Un rischio «totalmente non valutato dal comando militare». Una sentenza unica nel suo genere, si parla infatti di omicidio colposo. Che in realtà è una strage. Perché i militari italiani – ma anche tanti civili bombardati – morti per uranio impoverito risultano ad oggi ben 333, e 3.600 quelli ammalati, tanti i soldati semplici, i graduati, appartenenti a tutti i corpi, dalla Brigata Sassari alla quale apparteneva Salvatore Vacca, ai fucilieri di Marina del Battaglione San Marco. Lo stesso dei due marò.

Siamo particolarmente sensibili all’argomento: il manifesto 15 anni fa, in piena solitudine, denunciò con una lunga campagna (ripresa perfino da Striscia la Notizia) l’uso dell’uranio impoverito nelle tante guerre all’Iraq, che avvelenarono e uccisero tanti soldati americani, ma soprattutto tanti civili iracheni bombardati dei quali nessuno ha mai parlato.

Ora il governo italiano annuncia il rilascio da parte di New Delhi di Salvatore Girone per tutta la durata del procedimento arbitrale. Manco a farlo apposta, in piena campagna elettoral-referendaria, il marò sarà ricevuto a Palazzo Chigi il 2 giugno, mentre la destra chiede addirittura che sfili nell’inutile parata ai Fori. Mentre si preferisce non parlare dei soldati e dei marò morti per uranio impoverito perché impegnati nella tante «guerre umanitarie» nostrane vecchie e nuove, nonostante l’articolo 11 della Costituzione. Invece diventano eroi i «due marò» che con la loro drammatica vicenda si sono trasformati in una specie di patrio lutto militar-collettivo. Il lutto naturalmente non si addice a Valentine Jalastine e Ajesh Pinku, i due pescatori indiani uccisi, perché si sa la vita di due pescatori, a qualsiasi latitudine appartengano, vale meno di zero. Perché, che i due lavoratori del mare indiani siano stati uccisi è incontrovertibile.
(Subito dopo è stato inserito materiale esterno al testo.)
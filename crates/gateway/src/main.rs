//! Worldthread API Gateway
//!
//! Serves geo-tagged paper nodes for the map client.
//! Handles:
//! - Topic aggregation requests
//! - Rate limiting
//! - Health and Prometheus metrics
//! - Observability (logging, metrics, tracing)

mod handlers;
mod middleware;

use axum::{middleware::from_fn, middleware::from_fn_with_state, routing::get, Router};
use metrics_exporter_prometheus::{Matcher, PrometheusBuilder, PrometheusHandle};
use std::sync::Arc;
use std::time::Duration;
use tokio::signal;
use tower_http::{
    cors::{Any, CorsLayer},
    request_id::{MakeRequestUuid, PropagateRequestIdLayer, SetRequestIdLayer},
    trace::TraceLayer,
};
use tracing::info;
use tracing_subscriber::EnvFilter;
use worldthread_common::{
    config::{AppConfig, ObservabilityConfig},
    geocode::AffiliationCache,
    metrics::{self, AGGREGATION_BUCKETS, METRICS_PREFIX},
    TopicAggregator,
};

use crate::middleware::rate_limit::{rate_limit_middleware, RateLimitState};

/// Application state shared across handlers
#[derive(Clone)]
pub struct AppState {
    pub config: Arc<AppConfig>,
    pub aggregator: Arc<TopicAggregator>,
    pub metrics: Option<PrometheusHandle>,
}

#[tokio::main]
async fn main() -> anyhow::Result<()> {
    // Load environment variables
    dotenvy::from_filename(".env.local").ok();
    dotenvy::dotenv().ok();

    let config = AppConfig::load()?;
    init_tracing(&config.observability);

    info!("Starting Worldthread API Gateway v{}", worldthread_common::VERSION);
    if !config.api_key_configured() {
        tracing::warn!("No search API key configured, using the unauthenticated quota");
    }

    // Initialize metrics
    let handle = PrometheusBuilder::new()
        .set_buckets_for_metric(
            Matcher::Full(format!("{}_aggregation_duration_seconds", METRICS_PREFIX)),
            AGGREGATION_BUCKETS,
        )?
        .install_recorder()?;
    let upkeep = handle.clone();
    tokio::spawn(async move {
        let mut interval = tokio::time::interval(Duration::from_secs(5));
        loop {
            interval.tick().await;
            upkeep.run_upkeep();
        }
    });
    metrics::register_metrics();

    let aggregator = TopicAggregator::from_config(&config, Arc::new(AffiliationCache::new()))?;
    info!(topics = aggregator.topics().len(), "Aggregator ready");

    let addr = format!("{}:{}", config.server.host, config.server.port);
    let state = AppState {
        config: Arc::new(config),
        aggregator: Arc::new(aggregator),
        metrics: Some(handle),
    };

    let app = create_router(state);

    info!("Listening on {}", addr);
    let listener = tokio::net::TcpListener::bind(&addr).await?;

    axum::serve(listener, app)
        .with_graceful_shutdown(shutdown_signal())
        .await?;

    info!("Server shutdown complete");
    Ok(())
}

/// `RUST_LOG` wins over the configured level
fn init_tracing(config: &ObservabilityConfig) {
    let filter = EnvFilter::try_from_default_env()
        .unwrap_or_else(|_| EnvFilter::new(config.log_level.as_str()));

    let builder = tracing_subscriber::fmt().with_env_filter(filter).with_target(true);
    if config.json_logging {
        builder.json().init();
    } else {
        builder.init();
    }
}

/// Create the main application router
fn create_router(state: AppState) -> Router {
    // CORS configuration
    let cors = CorsLayer::new()
        .allow_origin(Any)
        .allow_methods(Any)
        .allow_headers(Any);

    // Request ID propagation
    let request_id = SetRequestIdLayer::x_request_id(MakeRequestUuid);
    let propagate_id = PropagateRequestIdLayer::x_request_id();

    let mut papers = Router::new().route("/papers", get(handlers::papers::get_papers));
    let limits = &state.config.rate_limit;
    if limits.enabled {
        let limiter = RateLimitState::new(limits.requests_per_second, limits.burst);
        papers = papers.route_layer(from_fn_with_state(limiter, rate_limit_middleware));
    }

    Router::new()
        .merge(papers)
        .route("/topics", get(handlers::papers::list_topics))
        .route("/health", get(handlers::health::health))
        .route("/metrics", get(handlers::health::metrics))
        .route_layer(from_fn(middleware::metrics::track_metrics))
        .fallback(handlers::not_found)
        .layer(TraceLayer::new_for_http())
        .layer(cors)
        .layer(request_id)
        .layer(propagate_id)
        .with_state(state)
}

/// Graceful shutdown signal handler
async fn shutdown_signal() {
    let ctrl_c = async {
        if let Err(e) = signal::ctrl_c().await {
            tracing::error!(error = %e, "Failed to install Ctrl+C handler");
            std::future::pending::<()>().await;
        }
    };

    #[cfg(unix)]
    let terminate = async {
        match signal::unix::signal(signal::unix::SignalKind::terminate()) {
            Ok(mut stream) => {
                stream.recv().await;
            }
            Err(e) => {
                tracing::error!(error = %e, "Failed to install SIGTERM handler");
                std::future::pending::<()>().await;
            }
        }
    };

    #[cfg(not(unix))]
    let terminate = std::future::pending::<()>();

    tokio::select! {
        _ = ctrl_c => info!("Received Ctrl+C, starting shutdown..."),
        _ = terminate => info!("Received SIGTERM, starting shutdown..."),
    }
}
//! Rate limiting middleware using token bucket algorithm

use axum::{
    extract::{Request, State},
    middleware::Next,
    response::Response,
};
use governor::{
    clock::QuantaClock,
    state::{InMemoryState, NotKeyed},
    Quota, RateLimiter,
};
use std::num::NonZeroU32;
use std::sync::Arc;
use worldthread_common::errors::AppError;

/// Rate limiter using governor crate
pub type GlobalRateLimiter = RateLimiter<NotKeyed, InMemoryState, QuantaClock>;

/// Limiter plus the configured rate, for error reporting
#[derive(Clone)]
pub struct RateLimitState {
    limiter: Arc<GlobalRateLimiter>,
    requests_per_second: u32,
}

impl RateLimitState {
    pub fn new(requests_per_second: u32, burst: u32) -> Self {
        Self {
            limiter: create_rate_limiter(requests_per_second, burst),
            requests_per_second: requests_per_second.max(1),
        }
    }
}

/// Create a new rate limiter; zero values are raised to one
pub fn create_rate_limiter(requests_per_second: u32, burst: u32) -> Arc<GlobalRateLimiter> {
    let rate = NonZeroU32::new(requests_per_second).unwrap_or(NonZeroU32::MIN);
    let burst = NonZeroU32::new(burst).unwrap_or(NonZeroU32::MIN);
    let quota = Quota::per_second(rate).allow_burst(burst);

    Arc::new(RateLimiter::direct(quota))
}

/// Rate limiting middleware
pub async fn rate_limit_middleware(
    State(state): State<RateLimitState>,
    request: Request,
    next: Next,
) -> Result<Response, AppError> {
    match state.limiter.check() {
        Ok(_) => Ok(next.run(request).await),
        Err(_) => {
            tracing::warn!("Rate limit exceeded");
            Err(AppError::RateLimited {
                limit: state.requests_per_second,
            })
        }
    }
}
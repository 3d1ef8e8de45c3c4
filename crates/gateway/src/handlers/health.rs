//! Health check handlers

use axum::{extract::State, Json};
use serde::Serialize;
use crate::AppState;

#[derive(Debug, Serialize)]
pub struct HealthResponse {
    pub status: &'static str,
    pub version: &'static str,
    pub cache_size: usize,
    pub api_key_configured: bool,
}

/// Liveness probe with cache and credential status. Read-only.
pub async fn health(State(state): State<AppState>) -> Json<HealthResponse> {
    Json(HealthResponse {
        status: "healthy",
        version: worldthread_common::VERSION,
        cache_size: state.aggregator.resolver().cache().len().await,
        api_key_configured: state.config.api_key_configured(),
    })
}

/// Prometheus text exposition
pub async fn metrics(State(state): State<AppState>) -> String {
    state
        .metrics
        .as_ref()
        .map(|handle| handle.render())
        .unwrap_or_default()
}
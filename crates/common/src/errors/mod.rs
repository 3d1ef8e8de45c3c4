//! Error types for Worldthread services
//!
//! Provides:
//! - `FetchError` for the search-provider retry layer
//! - `AppError` for the service boundary, with HTTP status mapping
//! - Structured error responses with machine-readable codes

use axum::{
    http::StatusCode,
    response::{IntoResponse, Response},
    Json,
};
use serde::{Deserialize, Serialize};
use thiserror::Error;

/// Result type alias using AppError
pub type Result<T> = std::result::Result<T, AppError>;

/// Failures surfaced by the retrying fetcher.
///
/// `RateLimited` and `Transient` describe a single attempt and are normally
/// absorbed by the retry loop; callers see them only when they drive a
/// transport directly. `HardHttp` and `ExhaustedRetries` are terminal.
#[derive(Error, Debug, Clone, PartialEq)]
pub enum FetchError {
    #[error("Rate limited by provider (HTTP 429)")]
    RateLimited,

    #[error("Transient transport failure: {message}")]
    Transient { message: String },

    #[error("Provider returned HTTP {status}")]
    HardHttp { status: u16 },

    #[error("Failed after {attempts} attempts")]
    ExhaustedRetries {
        attempts: u32,
        last_error: Option<String>,
    },

    #[error("Failed to decode provider response: {message}")]
    Decode { message: String },
}

/// Error codes for machine-readable error identification
#[derive(Debug, Clone, Copy, Serialize, Deserialize, PartialEq, Eq)]
#[serde(rename_all = "SCREAMING_SNAKE_CASE")]
pub enum ErrorCode {
    // Resource errors (4xxx)
    NotFound,

    // Rate limiting (6xxx)
    RateLimited,

    // Internal errors (9xxx)
    InternalError,
    ConfigurationError,
}

/// Application error types
#[derive(Error, Debug)]
pub enum AppError {
    #[error("Resource not found: {path}")]
    NotFound { path: String },

    #[error("Rate limit exceeded: {limit} requests per second")]
    RateLimited { limit: u32 },

    #[error("HTTP client error: {0}")]
    HttpClient(#[from] reqwest::Error),

    #[error("Configuration error: {message}")]
    Configuration { message: String },
}

impl AppError {
    /// Get the error code for this error
    pub fn code(&self) -> ErrorCode {
        match self {
            AppError::NotFound { .. } => ErrorCode::NotFound,
            AppError::RateLimited { .. } => ErrorCode::RateLimited,
            AppError::HttpClient(_) => ErrorCode::InternalError,
            AppError::Configuration { .. } => ErrorCode::ConfigurationError,
        }
    }

    /// Get the HTTP status code for this error
    pub fn status_code(&self) -> StatusCode {
        match self {
            AppError::NotFound { .. } => StatusCode::NOT_FOUND,
            AppError::RateLimited { .. } => StatusCode::TOO_MANY_REQUESTS,
            AppError::HttpClient(_) | AppError::Configuration { .. } => {
                StatusCode::INTERNAL_SERVER_ERROR
            }
        }
    }

    /// Check if this error should be logged at error level
    pub fn is_server_error(&self) -> bool {
        self.status_code().is_server_error()
    }

    /// Check if this error is a client error
    pub fn is_client_error(&self) -> bool {
        self.status_code().is_client_error()
    }
}

/// Structured error response for API
#[derive(Debug, Serialize, Deserialize)]
pub struct ErrorResponse {
    pub error: ErrorDetails,
}

#[derive(Debug, Serialize, Deserialize)]
pub struct ErrorDetails {
    pub code: ErrorCode,
    pub message: String,
}

impl IntoResponse for AppError {
    fn into_response(self) -> Response {
        let status = self.status_code();
        let code = self.code();
        let message = self.to_string();

        if self.is_server_error() {
            tracing::error!(
                error = %message,
                code = ?code,
                status = status.as_u16(),
                "Server error"
            );
        } else if self.is_client_error() {
            tracing::warn!(
                error = %message,
                code = ?code,
                status = status.as_u16(),
                "Client error"
            );
        }

        let body = ErrorResponse {
            error: ErrorDetails {
                code,
                message,
            },
        };

        (status, Json(body)).into_response()
    }
}

impl From<config::ConfigError> for AppError {
    fn from(err: config::ConfigError) -> Self {
        AppError::Configuration {
            message: err.to_string(),
        }
    }
}
//! API handlers module

pub mod health;
pub mod papers;

use axum::http::Uri;
use worldthread_common::errors::AppError;

/// Fallback for unknown routes
pub async fn not_found(uri: Uri) -> AppError {
    AppError::NotFound {
        path: uri.path().to_string(),
    }
}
Come il fatto che, dalle prime testimonianze rilasciate alle autorità di polizia del Kerala dagli stessi marò poi trattenuti in India, la pattuglia armata fino ai denti di scorta al mercantile Enrica Lexie – secondo una legge voluta dall’intrepido Ignazio La Russa e votata bipartisan – fece fuoco per avere visto movimenti di armi sul naviglio di pescatori. O quelle morti vanno attribuite ad un delitto passionale?

Anche noi siamo sensibili e contrari alle detenzioni prolungate senza processo. Bene quindi che Massimiliano Latorre sia già in Italia con un permesso speciale per gravi motivi di salute fino al 30 settembre, e che rientri Girone, entrambi almeno sotto le condizioni della giustizia indiana. Perché rifiutiamo anche per i militari italiani quell’impunità che è stata invece garantita a militari Usa per tragedie come il Cermis e il caso Lozano per Giuliana Sgrena e Nicola Calipari. Ma per favore, se abbiamo tanto a cuore la sorte dei soldati italiani, invitiamo a Palazzo Chigi e facciamo «sfilare», se non altro nella nostra cattiva coscienza e memoria nazionale, le famiglie dei soldati e dei marò morti per uranio impoverito. E quelle, cancellate, delle vittime civili dei tanti nostri bombardamenti «umanitari».